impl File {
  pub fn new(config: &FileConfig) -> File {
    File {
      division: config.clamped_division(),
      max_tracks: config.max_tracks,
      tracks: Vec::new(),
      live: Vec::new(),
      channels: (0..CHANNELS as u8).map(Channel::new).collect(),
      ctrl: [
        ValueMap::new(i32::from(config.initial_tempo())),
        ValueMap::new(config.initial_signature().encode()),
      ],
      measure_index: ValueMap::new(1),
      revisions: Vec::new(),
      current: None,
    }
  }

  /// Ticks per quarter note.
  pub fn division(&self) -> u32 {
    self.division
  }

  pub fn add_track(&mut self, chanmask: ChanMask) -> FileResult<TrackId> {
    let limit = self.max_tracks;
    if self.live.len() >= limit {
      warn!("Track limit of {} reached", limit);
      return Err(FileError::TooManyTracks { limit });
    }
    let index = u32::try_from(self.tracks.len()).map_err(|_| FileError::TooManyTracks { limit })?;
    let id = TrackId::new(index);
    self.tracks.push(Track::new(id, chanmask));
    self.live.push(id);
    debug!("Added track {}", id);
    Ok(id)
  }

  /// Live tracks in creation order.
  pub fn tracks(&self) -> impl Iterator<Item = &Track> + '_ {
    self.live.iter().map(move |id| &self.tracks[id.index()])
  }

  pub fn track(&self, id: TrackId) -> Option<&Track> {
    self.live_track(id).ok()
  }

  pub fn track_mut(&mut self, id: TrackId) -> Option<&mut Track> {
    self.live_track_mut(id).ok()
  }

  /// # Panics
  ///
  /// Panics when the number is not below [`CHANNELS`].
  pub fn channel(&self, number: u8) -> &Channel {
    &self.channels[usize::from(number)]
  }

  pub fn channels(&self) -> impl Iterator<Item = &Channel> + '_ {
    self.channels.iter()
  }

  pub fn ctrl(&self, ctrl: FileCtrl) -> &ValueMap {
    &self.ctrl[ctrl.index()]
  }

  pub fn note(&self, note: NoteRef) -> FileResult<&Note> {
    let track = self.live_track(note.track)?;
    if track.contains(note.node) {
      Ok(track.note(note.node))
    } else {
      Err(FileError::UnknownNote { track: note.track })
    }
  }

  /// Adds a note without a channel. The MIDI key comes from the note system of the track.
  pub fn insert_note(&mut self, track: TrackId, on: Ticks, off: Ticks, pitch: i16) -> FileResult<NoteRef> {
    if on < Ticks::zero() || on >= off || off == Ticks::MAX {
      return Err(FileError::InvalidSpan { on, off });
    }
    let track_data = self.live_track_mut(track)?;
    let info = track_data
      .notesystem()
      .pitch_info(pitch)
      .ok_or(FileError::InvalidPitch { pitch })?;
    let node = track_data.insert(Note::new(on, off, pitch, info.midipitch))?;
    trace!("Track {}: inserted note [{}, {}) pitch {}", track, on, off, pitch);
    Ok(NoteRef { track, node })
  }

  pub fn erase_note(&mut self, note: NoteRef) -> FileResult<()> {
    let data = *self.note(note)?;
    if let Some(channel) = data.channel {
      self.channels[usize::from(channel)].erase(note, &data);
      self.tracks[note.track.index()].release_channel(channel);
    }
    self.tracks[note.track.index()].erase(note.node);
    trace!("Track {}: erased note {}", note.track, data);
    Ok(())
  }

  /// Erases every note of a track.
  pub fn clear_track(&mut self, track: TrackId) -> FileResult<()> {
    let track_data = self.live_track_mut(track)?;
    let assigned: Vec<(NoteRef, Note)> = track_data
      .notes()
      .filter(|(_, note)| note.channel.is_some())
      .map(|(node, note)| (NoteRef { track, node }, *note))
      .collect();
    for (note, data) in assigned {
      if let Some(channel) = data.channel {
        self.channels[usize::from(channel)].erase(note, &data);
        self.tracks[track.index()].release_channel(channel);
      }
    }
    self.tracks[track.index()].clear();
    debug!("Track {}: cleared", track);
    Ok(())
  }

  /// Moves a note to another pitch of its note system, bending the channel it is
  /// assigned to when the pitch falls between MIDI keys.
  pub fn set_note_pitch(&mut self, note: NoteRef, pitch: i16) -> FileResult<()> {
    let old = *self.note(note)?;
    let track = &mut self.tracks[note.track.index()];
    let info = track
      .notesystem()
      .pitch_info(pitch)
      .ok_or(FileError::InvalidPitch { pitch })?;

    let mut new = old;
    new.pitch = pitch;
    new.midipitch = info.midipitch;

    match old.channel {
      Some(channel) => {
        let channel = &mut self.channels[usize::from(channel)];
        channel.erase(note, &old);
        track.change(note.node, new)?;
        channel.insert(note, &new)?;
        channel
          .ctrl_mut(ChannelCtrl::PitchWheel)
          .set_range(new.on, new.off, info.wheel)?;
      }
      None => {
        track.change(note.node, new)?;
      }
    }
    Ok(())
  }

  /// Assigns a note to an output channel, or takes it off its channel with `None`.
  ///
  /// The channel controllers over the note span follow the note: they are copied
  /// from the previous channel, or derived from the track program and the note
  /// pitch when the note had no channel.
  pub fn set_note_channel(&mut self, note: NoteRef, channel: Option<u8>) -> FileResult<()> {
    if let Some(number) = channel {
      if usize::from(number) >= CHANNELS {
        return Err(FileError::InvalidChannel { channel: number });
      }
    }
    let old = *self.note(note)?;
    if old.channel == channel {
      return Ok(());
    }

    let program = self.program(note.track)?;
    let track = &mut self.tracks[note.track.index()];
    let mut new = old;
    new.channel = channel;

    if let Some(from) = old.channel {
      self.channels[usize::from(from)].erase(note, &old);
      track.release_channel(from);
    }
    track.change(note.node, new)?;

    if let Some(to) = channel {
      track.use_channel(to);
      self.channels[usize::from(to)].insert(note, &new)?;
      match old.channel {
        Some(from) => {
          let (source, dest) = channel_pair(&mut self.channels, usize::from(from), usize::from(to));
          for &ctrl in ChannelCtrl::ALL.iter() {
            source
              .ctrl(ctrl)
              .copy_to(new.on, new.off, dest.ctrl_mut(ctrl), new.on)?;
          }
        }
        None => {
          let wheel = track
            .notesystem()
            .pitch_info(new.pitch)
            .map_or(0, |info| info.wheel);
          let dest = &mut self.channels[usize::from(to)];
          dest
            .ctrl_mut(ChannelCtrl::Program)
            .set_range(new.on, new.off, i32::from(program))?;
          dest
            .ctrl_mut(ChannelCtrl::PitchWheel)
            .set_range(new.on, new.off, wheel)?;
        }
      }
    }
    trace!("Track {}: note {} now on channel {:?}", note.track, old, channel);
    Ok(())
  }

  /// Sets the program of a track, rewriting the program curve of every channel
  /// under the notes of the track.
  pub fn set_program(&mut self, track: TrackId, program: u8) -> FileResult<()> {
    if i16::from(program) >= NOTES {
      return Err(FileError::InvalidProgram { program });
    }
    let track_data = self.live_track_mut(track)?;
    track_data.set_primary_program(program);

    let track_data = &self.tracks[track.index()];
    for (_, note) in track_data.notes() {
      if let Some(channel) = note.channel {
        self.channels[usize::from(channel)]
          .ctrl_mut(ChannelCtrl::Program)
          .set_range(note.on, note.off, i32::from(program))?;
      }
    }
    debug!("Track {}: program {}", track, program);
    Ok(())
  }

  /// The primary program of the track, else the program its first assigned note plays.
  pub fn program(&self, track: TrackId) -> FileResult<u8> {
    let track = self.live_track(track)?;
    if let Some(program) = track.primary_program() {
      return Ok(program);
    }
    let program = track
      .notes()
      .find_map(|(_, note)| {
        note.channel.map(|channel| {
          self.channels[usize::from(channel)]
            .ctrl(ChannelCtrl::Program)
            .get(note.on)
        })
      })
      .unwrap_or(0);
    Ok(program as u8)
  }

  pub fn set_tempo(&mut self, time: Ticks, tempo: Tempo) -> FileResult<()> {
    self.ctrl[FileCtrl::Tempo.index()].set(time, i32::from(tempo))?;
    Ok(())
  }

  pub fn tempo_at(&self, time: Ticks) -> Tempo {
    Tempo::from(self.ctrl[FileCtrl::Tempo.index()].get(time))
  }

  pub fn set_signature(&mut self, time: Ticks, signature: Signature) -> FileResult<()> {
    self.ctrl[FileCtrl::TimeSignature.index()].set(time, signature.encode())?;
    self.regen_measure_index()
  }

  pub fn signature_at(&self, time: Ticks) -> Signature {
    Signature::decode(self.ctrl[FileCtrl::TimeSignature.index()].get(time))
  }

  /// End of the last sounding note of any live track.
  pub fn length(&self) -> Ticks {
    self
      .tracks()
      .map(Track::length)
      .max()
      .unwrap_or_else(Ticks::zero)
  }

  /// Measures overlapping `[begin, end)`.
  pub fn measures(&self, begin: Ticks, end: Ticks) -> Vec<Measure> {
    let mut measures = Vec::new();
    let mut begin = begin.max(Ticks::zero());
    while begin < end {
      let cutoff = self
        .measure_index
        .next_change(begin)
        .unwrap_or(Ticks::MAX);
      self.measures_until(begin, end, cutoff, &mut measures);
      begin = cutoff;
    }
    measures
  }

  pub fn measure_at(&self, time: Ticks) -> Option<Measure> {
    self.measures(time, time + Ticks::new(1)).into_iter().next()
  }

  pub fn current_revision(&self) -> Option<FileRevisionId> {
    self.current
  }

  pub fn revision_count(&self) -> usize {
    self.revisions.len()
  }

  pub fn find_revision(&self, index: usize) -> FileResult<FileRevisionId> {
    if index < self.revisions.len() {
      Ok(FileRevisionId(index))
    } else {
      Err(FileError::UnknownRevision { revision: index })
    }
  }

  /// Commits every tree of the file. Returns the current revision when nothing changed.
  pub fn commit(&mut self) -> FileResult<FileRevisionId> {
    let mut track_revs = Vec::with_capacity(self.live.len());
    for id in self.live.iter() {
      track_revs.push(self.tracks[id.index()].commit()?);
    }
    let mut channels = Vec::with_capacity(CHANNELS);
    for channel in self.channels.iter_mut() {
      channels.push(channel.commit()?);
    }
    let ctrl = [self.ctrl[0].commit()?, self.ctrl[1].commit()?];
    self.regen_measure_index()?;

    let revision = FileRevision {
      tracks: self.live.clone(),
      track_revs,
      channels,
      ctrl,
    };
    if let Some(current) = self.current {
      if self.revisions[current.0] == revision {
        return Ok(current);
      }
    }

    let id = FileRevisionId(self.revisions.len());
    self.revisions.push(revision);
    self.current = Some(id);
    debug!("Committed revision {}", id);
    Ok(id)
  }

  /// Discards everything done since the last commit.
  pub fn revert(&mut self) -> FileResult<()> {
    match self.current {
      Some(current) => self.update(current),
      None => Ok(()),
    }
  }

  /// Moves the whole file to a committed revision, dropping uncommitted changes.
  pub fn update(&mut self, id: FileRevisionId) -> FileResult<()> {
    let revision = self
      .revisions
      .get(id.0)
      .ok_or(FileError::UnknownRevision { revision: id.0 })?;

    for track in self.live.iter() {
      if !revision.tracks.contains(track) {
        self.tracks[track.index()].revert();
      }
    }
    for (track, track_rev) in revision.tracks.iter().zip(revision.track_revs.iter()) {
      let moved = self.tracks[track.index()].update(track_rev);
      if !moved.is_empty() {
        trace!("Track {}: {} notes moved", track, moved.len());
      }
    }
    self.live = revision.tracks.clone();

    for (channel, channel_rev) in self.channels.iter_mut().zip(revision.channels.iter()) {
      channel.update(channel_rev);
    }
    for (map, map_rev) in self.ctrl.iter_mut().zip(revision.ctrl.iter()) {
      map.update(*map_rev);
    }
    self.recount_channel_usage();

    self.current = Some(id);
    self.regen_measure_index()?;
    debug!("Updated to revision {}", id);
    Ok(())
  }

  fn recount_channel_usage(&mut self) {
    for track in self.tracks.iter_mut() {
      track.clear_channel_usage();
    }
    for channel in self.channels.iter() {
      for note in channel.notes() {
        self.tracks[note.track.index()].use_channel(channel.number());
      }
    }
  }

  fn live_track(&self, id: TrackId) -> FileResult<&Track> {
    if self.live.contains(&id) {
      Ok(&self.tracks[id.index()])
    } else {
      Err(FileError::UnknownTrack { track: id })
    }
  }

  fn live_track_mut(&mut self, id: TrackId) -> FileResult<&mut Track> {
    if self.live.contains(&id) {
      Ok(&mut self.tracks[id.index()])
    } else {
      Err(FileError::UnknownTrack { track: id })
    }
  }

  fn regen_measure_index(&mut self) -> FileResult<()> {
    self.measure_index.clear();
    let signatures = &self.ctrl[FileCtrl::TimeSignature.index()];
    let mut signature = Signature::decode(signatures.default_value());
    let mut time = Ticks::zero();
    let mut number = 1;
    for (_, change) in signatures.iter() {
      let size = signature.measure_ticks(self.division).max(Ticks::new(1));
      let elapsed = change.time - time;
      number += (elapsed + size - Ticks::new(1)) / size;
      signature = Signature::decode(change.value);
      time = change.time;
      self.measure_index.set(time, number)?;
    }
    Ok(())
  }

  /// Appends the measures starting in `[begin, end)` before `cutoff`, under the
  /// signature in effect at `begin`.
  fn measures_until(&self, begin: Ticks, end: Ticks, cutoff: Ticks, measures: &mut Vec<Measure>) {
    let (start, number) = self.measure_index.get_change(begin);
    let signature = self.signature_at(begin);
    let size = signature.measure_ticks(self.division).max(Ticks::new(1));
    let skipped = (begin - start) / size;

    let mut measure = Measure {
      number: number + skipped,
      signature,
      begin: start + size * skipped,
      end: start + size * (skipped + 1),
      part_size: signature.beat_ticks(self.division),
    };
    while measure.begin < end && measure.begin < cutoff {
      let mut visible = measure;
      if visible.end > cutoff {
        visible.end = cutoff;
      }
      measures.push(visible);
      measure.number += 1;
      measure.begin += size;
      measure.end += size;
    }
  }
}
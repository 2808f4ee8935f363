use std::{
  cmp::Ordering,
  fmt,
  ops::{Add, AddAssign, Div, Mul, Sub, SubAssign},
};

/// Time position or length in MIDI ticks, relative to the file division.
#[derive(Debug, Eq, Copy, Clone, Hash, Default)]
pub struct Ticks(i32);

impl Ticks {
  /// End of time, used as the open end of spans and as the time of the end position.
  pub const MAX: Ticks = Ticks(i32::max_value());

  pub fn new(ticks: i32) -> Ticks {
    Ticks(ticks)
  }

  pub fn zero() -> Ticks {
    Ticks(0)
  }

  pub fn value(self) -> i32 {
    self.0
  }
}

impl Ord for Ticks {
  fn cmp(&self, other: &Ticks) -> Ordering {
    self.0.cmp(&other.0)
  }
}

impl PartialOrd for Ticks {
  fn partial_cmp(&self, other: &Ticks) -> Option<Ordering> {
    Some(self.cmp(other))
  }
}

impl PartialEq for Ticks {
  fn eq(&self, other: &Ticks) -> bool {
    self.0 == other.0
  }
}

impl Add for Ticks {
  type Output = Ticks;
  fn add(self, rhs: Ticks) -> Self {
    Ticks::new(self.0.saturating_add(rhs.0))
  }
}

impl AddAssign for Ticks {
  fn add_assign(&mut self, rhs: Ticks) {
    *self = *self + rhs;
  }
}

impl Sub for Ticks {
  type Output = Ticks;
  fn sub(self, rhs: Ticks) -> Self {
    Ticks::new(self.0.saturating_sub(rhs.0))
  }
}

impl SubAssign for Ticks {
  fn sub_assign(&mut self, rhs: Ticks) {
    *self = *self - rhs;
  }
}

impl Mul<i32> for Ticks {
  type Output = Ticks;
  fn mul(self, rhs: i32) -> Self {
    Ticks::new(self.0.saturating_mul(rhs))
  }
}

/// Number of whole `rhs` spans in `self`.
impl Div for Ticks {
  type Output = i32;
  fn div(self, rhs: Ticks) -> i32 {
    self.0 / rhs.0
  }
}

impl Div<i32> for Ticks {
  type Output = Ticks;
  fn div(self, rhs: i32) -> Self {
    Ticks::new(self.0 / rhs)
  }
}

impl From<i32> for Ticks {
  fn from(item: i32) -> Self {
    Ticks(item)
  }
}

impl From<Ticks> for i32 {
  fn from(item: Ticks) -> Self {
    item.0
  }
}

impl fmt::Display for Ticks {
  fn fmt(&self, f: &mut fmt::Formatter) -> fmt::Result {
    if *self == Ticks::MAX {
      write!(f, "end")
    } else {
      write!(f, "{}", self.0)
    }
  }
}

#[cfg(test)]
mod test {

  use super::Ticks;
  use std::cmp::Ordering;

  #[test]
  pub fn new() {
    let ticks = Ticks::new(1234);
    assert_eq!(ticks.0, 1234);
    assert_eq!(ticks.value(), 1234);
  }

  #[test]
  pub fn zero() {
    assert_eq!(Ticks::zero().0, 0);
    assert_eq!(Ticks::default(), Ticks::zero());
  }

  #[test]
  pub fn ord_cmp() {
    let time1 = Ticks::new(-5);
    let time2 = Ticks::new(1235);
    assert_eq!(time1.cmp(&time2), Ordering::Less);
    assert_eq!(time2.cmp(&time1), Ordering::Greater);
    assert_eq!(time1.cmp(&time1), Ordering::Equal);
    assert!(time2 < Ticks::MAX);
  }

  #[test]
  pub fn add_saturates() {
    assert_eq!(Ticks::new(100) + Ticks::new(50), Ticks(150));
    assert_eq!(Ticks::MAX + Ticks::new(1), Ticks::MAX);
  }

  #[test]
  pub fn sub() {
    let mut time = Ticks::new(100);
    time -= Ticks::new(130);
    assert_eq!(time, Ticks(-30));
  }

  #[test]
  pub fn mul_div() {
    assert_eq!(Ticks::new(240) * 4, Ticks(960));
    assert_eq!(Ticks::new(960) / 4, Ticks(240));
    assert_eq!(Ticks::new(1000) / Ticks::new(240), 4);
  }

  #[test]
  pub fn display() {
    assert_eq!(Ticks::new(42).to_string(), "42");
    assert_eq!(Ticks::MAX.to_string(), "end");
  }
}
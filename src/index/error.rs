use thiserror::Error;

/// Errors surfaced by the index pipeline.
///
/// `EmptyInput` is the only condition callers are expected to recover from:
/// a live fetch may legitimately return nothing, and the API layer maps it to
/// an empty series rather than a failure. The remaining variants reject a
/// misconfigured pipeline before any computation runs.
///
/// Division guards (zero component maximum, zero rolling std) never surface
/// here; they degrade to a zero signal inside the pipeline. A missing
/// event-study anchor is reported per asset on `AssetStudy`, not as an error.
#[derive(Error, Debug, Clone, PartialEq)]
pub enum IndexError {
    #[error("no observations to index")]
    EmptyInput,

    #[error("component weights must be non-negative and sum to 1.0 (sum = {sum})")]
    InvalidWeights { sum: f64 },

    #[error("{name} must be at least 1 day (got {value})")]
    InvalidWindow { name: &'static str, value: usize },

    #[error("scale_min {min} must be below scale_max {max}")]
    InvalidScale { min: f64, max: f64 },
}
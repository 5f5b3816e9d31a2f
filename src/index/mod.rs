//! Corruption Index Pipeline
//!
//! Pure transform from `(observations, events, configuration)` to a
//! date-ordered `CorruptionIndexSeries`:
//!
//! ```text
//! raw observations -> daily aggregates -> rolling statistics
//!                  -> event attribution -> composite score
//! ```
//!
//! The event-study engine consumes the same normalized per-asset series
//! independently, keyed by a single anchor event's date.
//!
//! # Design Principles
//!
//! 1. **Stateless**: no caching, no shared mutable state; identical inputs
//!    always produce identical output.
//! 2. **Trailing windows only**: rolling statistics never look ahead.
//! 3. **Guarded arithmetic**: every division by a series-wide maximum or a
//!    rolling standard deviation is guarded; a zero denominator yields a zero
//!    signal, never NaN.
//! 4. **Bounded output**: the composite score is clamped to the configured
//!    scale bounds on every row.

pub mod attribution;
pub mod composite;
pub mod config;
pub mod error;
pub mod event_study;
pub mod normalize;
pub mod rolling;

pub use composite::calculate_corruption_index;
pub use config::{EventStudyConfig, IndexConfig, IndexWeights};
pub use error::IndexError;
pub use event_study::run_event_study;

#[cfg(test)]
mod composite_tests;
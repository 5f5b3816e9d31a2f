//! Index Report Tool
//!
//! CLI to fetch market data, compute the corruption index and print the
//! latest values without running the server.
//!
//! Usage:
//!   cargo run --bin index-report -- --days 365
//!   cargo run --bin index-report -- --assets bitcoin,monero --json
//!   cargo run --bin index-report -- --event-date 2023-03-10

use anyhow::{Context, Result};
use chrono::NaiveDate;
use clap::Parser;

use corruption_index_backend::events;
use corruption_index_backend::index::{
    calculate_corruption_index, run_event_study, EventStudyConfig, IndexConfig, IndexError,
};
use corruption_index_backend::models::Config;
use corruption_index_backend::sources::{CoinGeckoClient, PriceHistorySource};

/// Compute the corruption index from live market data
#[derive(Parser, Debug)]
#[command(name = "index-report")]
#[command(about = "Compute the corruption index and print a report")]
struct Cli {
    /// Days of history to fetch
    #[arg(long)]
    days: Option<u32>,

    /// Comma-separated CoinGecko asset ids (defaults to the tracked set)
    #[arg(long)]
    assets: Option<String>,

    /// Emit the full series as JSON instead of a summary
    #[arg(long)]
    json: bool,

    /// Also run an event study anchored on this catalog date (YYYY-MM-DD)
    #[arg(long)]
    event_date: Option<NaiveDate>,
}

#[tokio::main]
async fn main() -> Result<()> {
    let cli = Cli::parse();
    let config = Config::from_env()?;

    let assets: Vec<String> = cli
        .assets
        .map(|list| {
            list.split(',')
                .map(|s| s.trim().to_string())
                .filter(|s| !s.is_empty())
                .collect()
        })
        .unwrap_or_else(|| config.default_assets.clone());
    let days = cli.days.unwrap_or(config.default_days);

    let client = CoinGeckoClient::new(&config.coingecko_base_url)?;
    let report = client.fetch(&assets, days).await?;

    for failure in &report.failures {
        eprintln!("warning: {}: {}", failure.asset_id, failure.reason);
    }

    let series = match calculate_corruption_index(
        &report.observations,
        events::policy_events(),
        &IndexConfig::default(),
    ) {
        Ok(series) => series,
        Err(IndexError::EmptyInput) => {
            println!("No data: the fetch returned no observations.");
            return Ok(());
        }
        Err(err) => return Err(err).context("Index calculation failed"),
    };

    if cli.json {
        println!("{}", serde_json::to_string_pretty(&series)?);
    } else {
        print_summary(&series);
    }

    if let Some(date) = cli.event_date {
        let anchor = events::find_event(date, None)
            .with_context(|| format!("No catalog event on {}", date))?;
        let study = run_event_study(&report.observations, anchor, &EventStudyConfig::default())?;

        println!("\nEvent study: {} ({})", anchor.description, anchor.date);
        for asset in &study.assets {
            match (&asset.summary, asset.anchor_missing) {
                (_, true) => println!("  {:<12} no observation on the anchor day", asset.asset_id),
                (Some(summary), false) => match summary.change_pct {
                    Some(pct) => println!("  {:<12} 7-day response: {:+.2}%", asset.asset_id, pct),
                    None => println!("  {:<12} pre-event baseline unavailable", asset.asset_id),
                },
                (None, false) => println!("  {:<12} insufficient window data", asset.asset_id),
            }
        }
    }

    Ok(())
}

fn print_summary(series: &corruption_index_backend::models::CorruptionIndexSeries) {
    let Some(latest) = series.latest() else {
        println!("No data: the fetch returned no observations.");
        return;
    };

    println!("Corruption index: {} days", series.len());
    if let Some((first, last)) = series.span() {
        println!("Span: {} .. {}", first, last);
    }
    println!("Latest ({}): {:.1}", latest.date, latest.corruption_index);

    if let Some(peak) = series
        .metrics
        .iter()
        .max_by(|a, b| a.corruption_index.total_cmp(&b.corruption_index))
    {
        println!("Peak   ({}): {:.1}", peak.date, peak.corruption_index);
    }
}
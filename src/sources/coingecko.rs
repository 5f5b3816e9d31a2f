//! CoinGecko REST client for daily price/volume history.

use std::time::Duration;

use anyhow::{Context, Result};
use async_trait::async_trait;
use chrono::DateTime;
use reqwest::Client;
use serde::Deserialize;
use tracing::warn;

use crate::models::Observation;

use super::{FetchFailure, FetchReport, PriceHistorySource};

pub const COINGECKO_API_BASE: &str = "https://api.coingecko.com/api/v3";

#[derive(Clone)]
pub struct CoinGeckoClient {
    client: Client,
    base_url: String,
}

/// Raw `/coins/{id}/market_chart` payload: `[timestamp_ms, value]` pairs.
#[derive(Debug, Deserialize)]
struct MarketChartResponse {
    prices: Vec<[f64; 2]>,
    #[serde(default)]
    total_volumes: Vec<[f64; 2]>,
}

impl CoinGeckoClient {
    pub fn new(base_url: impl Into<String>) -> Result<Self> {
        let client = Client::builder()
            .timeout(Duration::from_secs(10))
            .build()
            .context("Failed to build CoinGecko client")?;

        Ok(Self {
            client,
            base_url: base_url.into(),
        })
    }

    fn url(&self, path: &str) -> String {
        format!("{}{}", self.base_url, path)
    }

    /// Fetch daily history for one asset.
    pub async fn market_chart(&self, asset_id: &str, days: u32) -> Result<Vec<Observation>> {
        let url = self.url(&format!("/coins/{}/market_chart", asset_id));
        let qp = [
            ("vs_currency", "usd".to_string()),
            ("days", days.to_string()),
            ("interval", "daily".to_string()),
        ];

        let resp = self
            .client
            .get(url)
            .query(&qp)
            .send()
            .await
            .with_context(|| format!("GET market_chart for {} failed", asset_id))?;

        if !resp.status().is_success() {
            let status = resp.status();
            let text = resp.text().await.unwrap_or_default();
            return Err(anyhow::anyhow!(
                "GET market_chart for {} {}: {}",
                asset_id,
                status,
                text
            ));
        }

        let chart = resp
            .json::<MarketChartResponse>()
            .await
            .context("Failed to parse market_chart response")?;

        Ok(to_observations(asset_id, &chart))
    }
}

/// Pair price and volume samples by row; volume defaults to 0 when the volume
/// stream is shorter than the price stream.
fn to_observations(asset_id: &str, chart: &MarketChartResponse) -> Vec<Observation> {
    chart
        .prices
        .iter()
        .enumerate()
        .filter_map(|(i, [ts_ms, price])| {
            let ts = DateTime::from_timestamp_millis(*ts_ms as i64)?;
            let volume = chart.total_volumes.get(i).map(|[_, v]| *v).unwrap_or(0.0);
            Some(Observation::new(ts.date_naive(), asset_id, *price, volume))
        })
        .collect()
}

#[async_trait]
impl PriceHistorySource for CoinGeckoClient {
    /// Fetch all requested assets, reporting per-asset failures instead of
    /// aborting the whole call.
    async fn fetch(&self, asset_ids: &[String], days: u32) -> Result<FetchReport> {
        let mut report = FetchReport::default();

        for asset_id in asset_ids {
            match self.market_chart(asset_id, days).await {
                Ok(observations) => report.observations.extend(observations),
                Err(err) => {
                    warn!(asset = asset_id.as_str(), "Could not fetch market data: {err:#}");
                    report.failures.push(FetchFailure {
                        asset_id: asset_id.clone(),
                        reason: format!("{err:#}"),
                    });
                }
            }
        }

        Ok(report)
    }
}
-----
→ **WHAT YOU HAVE TO DO**: The first line of the data, the line with "let id = TrackId::new(index);", and all lines in between are to be copied exactly. Leave out everything else.

→ **SOLUTION TO THIS TASK**:
impl File {
  pub fn new(config: &FileConfig) -> File {
    File {
      division: config.clamped_division(),
      max_tracks: config.max_tracks,
      tracks: Vec::new(),
      live: Vec::new(),
      channels: (0..CHANNELS as u8).map(Channel::new).collect(),
      ctrl: [
        ValueMap::new(i32::from(config.initial_tempo())),
        ValueMap::new(config.initial_signature().encode()),
      ],
      measure_index: ValueMap::new(1),
      revisions: Vec::new(),
      current: None,
    }
  }

  /// Ticks per quarter note.
  pub fn division(&self) -> u32 {
    self.division
  }

  pub fn add_track(&mut self, chanmask: ChanMask) -> FileResult<TrackId> {
    let limit = self.max_tracks;
    if self.live.len() >= limit {
      warn!("Track limit of {} reached", limit);
      return Err(FileError::TooManyTracks { limit });
    }
    let index = u32::try_from(self.tracks.len()).map_err(|_| FileError::TooManyTracks { limit })?;
    let id = TrackId::new(index);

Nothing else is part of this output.